At l’École la Cité des Jeunes A. M. Sormany, the students’ project was to create “broadforks”, a gardening tool used to prepare the soil before planting seeds and seedlings. The students saw an environmentally friendly way to replace traditional gardening tools such as the tiller with a tool that does not consume gasoline, thus helping to reduce greenhouse gases. Students in the Woodworking class were able to integrate themselves into the project by making wooden handles for the broadforks. At the end of their project, the broadforks were donated to two local community gardens!

View their post here https://ourcanadaproject.ca/fr/place/grelinette/


Bee Careful! Save the Bees – Métis Beach School – Métis-sur-Mer, QC


At Métis Beach School, the students wanted to be proactive in protecting bees and their habitats. To do this, they learned about the importance of bees and dandelions and found ways to spread awareness on this topic and their campaign, No Mow May, to their school and greater community. Some of the actions these students undertook include dropping information leaflets in post boxes, publishing an article in the local newspaper, sharing a video capsule they created on social media, writing a campaign song, making bee houses and watering stations. The group also planted a pollinator garden and wrote to the local town council asking them to consider leaving lawns, grass and wildflowers on the side of the roads to grow. These students have big plans to continue their campaign in the future and to encourage other towns and villages to follow their example!

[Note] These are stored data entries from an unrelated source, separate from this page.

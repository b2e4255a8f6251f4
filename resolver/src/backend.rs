use crate::metadata::{ConnectionMetadata, StoreKind};
use async_trait::async_trait;
use std::time::Duration;

#[derive(thiserror::Error, Debug, Clone, PartialEq)]
pub enum BackendError {
    #[error("could not connect: {0}")]
    Connect(String),
    #[error("connection attempt timed out after {0:?}")]
    Timeout(Duration),
    #[error("could not close pool: {0}")]
    Close(String),
    #[error("query failed: {0}")]
    Query(String),
}

/// Driver capability a [`crate::registry::PoolRegistry`] is parameterized over: how
/// to build, check and close the pooled resource of one backing-store kind.
#[async_trait]
pub trait Backend: Send + Sync + 'static {
    type Pool: Clone + Send + Sync + 'static;

    fn kind(&self) -> StoreKind;

    /// Builds a pool from tenant metadata, including the driver's connection warm-up.
    async fn connect(&self, metadata: &ConnectionMetadata) -> Result<Self::Pool, BackendError>;

    /// Closes the pool. Called at most once per constructed pool.
    async fn close(&self, pool: &Self::Pool) -> Result<(), BackendError>;

    fn is_healthy(&self, _pool: &Self::Pool) -> bool {
        true
    }

    /// Runs a trivial round trip against the store.
    async fn ping(&self, pool: &Self::Pool) -> Result<(), BackendError>;
}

View their post here https://ourcanadaproject.ca/place/bee-careful-save-the-bees/


Building a Pollinator Garden – Pacific Way Elementary – Kamloops, BC


After learning about the importance of pollinators, the students at Pacific Way decided that they wanted to plant an 80 square foot pollinator garden in the large park close to their school. This group enlisted the help of the City of Kamloops’ Head Gardener for feedback as they were researching and selecting plants that would not only thrive in their region, but also support local pollinators the best. In order to raise extra funds for their garden project, the student created stickers to sell. When it was time to plant their garden, they organized a field trip to several nurseries to pick out their plants. Working together, they managed to remove 80 square feet of grass in only 3 hours using shovels and then plant their garden, which they hope will grow to attract lots of pollinators. They also created signs that they will install at the garden to educate passersby about pollinators and their important role!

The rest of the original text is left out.